*** Block opens ***
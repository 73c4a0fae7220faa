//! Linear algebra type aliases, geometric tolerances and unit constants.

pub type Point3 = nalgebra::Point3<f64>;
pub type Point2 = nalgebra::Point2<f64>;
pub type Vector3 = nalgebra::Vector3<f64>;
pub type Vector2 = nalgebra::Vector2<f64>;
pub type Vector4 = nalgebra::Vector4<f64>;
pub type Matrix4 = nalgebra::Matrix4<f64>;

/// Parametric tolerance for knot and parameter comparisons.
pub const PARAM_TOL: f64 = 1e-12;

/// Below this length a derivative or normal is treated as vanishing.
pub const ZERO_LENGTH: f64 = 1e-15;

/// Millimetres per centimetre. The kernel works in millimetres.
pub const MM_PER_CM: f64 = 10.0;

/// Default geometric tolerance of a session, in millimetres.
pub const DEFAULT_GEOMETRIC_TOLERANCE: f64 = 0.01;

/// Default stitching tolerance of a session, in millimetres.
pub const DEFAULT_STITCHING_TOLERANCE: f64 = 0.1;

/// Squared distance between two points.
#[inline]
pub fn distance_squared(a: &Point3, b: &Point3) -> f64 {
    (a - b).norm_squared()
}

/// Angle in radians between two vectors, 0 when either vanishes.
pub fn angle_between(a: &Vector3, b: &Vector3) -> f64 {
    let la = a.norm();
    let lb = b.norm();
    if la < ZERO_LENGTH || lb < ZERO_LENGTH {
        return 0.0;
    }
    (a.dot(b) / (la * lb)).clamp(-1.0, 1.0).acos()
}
*** Block closes ***
Start to finish, copy the records above with no differences.

repository 73c4a0fae7220faa
//! Linear algebra type aliases, geometric tolerances and unit constants.

pub type Point3 = nalgebra::Point3<f64>;
pub type Point2 = nalgebra::Point2<f64>;
pub type Vector3 = nalgebra::Vector3<f64>;
pub type Vector2 = nalgebra::Vector2<f64>;
pub type Vector4 = nalgebra::Vector4<f64>;
pub type Matrix4 = nalgebra::Matrix4<f64>;

/// Parametric tolerance for knot and parameter comparisons.
pub const PARAM_TOL: f64 = 1e-12;

/// Below this length a derivative or normal is treated as vanishing.
pub const ZERO_LENGTH: f64 = 1e-15;

/// Millimetres per centimetre. The kernel works in millimetres.
pub const MM_PER_CM: f64 = 10.0;

/// Default geometric tolerance of a session, in millimetres.
pub const DEFAULT_GEOMETRIC_TOLERANCE: f64 = 0.01;

/// Default stitching tolerance of a session, in millimetres.
pub const DEFAULT_STITCHING_TOLERANCE: f64 = 0.1;

/// Squared distance between two points.
#[inline]
pub fn distance_squared(a: &Point3, b: &Point3) -> f64 {
    (a - b).norm_squared()
}

/// Angle in radians between two vectors, 0 when either vanishes.
pub fn angle_between(a: &Vector3, b: &Vector3) -> f64 {
    let la = a.norm();
    let lb = b.norm();
    if la < ZERO_LENGTH || lb < ZERO_LENGTH {
        return 0.0;
    }
    (a.dot(b) / (la * lb)).clamp(-1.0, 1.0).acos()
}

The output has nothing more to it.